Under Sala Daeng station were more soldiers, and plenty of coils of barbed wire cutting the street into sections. Several businesses were closed, but not all, and the open cafés had a fair few patrons. The barricade on the other side of the road was certainly impressive:

I noticed some press guys and ordinary pedestrians, slipping round the side, so followed and found myself in the red camp. It was transformed from the place I'd seen a week ago - signs of people camping out there for a while were apparent, with a toilet bus and piles of litter; the pavement alongside Ratchadamri was a street market, protest gear interspersed with stalls selling food, shirts, underwear. Passed a bus stop converted into a red gear shop, and a TRUTH TODAY coffee stand:

Down at the front of the camp, the protesters had moved quite a way back from the barricade, and people were milling about in the space in front of Lumphini park, listening to speeches on the large speakers or lining up for food. A foreign reporter spoke straight-faced and serious to a camera, while a man with a crude political puppet posed behind him:

On my way out I saw flyers depicting PM Abhisit stuck on pillars with the eyes scratched out; a man shifting a sack of rubbish passed me and said, 'he's a demon'.
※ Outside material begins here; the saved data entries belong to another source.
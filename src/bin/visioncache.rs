use clap::{Parser, Subcommand};
use std::path::PathBuf;
use visioncache::cli::{self as prog_cli, Command, Context, OutputMode};
use visioncache::config::AppConfig;
use visioncache::optimizer::{DEFAULT_THUMBNAIL_SIZE, OutputFormat};

#[derive(Parser, Debug)]
#[command(name = "visioncache", version, about = "Image optimizer and classification result cache", long_about = None)]
struct Cli {
    #[arg(long, help = "Path to a config file (TOML). If omitted, the default search path is used.")]
    config: Option<PathBuf>,
    #[arg(long, help = "Override the cache storage directory. Takes precedence over config/env.")]
    storage_dir: Option<PathBuf>,
    #[arg(long, help = "Emit machine-readable JSON")]
    json: bool,
    #[arg(long, conflicts_with = "json", help = "Emit terse space-separated output")]
    plain: bool,
    #[command(subcommand)]
    command: Commands,
}

#[derive(Subcommand, Debug)]
enum Commands {
    #[command(about = "Resize and recompress images into an output directory")]
    Optimize {
        #[arg(required = true, help = "Image files to optimize")]
        inputs: Vec<PathBuf>,
        #[arg(long, short, default_value = "optimized", help = "Directory for the optimized files")]
        out: PathBuf,
        #[arg(long)]
        max_width: Option<u32>,
        #[arg(long)]
        max_height: Option<u32>,
        #[arg(long, help = "Encoder quality in 0.0..=1.0")]
        quality: Option<f32>,
        #[arg(long, value_parser = parse_format, help = "jpeg, png or webp")]
        format: Option<OutputFormat>,
        #[arg(long)]
        no_resize: bool,
        #[arg(long)]
        no_compression: bool,
    },
    #[command(about = "Print a JPEG thumbnail data URL")]
    Thumbnail {
        input: PathBuf,
        #[arg(long, default_value_t = DEFAULT_THUMBNAIL_SIZE)]
        size: u32,
    },
    #[command(about = "Show image format and dimensions")]
    Probe { input: PathBuf },
    #[command(about = "Report available output formats")]
    Formats,
    #[command(subcommand, about = "Inspect or modify the classification result cache")]
    Cache(CacheCommands),
}

#[derive(Subcommand, Debug)]
enum CacheCommands {
    #[command(about = "Entry count, hit rate and footprint")]
    Stats,
    #[command(about = "Look up the cached result for a file and model")]
    Lookup { input: PathBuf, model: String },
    #[command(about = "Store a JSON result for a file and model")]
    Put {
        input: PathBuf,
        model: String,
        #[arg(help = "Result as a JSON document")]
        result: String,
        #[arg(long, help = "Time to live in seconds (default from config)")]
        ttl: Option<u64>,
    },
    #[command(about = "List cached results for a model, newest first")]
    List { model: String },
    #[command(about = "Remove every entry")]
    Clear,
    #[command(name = "clear-model", about = "Remove every entry for one model")]
    ClearModel { model: String },
    #[command(about = "Purge expired entries and trim to capacity")]
    Sweep,
}

fn parse_format(s: &str) -> Result<OutputFormat, String> {
    s.parse().map_err(|e: visioncache::VisionError| e.to_string())
}

fn to_command(cmd: Commands) -> Command {
    match cmd {
        Commands::Optimize { inputs, out, max_width, max_height, quality, format, no_resize, no_compression } => {
            Command::Optimize {
                inputs,
                out_dir: out,
                max_width,
                max_height,
                quality,
                format,
                no_resize,
                no_compression,
            }
        }
        Commands::Thumbnail { input, size } => Command::Thumbnail { input, size },
        Commands::Probe { input } => Command::Probe { input },
        Commands::Formats => Command::Formats,
        Commands::Cache(c) => match c {
            CacheCommands::Stats => Command::CacheStats,
            CacheCommands::Lookup { input, model } => Command::CacheLookup { input, model },
            CacheCommands::Put { input, model, result, ttl } => {
                Command::CachePut { input, model, result_json: result, ttl_secs: ttl }
            }
            CacheCommands::List { model } => Command::CacheList { model },
            CacheCommands::Clear => Command::CacheClear,
            CacheCommands::ClearModel { model } => Command::CacheClearModel { model },
            CacheCommands::Sweep => Command::CacheSweep,
        },
    }
}

async fn run(cli: Cli) -> Result<(), Box<dyn std::error::Error>> {
    // Precedence: CLI > env > config files > defaults
    let mut cfg = AppConfig::load(cli.config.as_deref())?;
    if let Some(dir) = cli.storage_dir {
        cfg.cache.storage_dir = Some(dir);
    }
    visioncache::init(&cfg)?;

    let ctx = Context {
        cache: visioncache::open_cache(&cfg)?,
        optimizer: visioncache::optimizer_from(&cfg),
        options: cfg.optimizer.options.clone(),
    };
    let mode = if cli.json {
        OutputMode::Json
    } else if cli.plain {
        OutputMode::Plain
    } else {
        OutputMode::Human
    };
    let mut stdout = std::io::stdout();
    let res = prog_cli::run_with_format(&ctx, to_command(cli.command), mode, &mut stdout).await;
    ctx.cache.dispose();
    res
}

#[tokio::main]
async fn main() {
    let cli = Cli::parse();
    if let Err(e) = run(cli).await {
        eprintln!("error: {e}");
        std::process::exit(1);
    }
}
I went back to Silom after that, to sit in Coffee Society and write. My fellow patrons were looking up news stories on their laptops, or watching the soldiers on the pavement outside. A French press photographer wearing a helmet, facemask and padded vest came in, ordered an urgent expresso, and left his gear (as well as some cheese) with the staff as he went outside for a smoke. Later he came back and requested his cheese, telling the staff it was good stuff from France and they should try some - that moment won for most surreal of the day.

As it started getting dark and Silom started filling up with riot police, I left, walking by the bamboo fortifications to catch my bus home.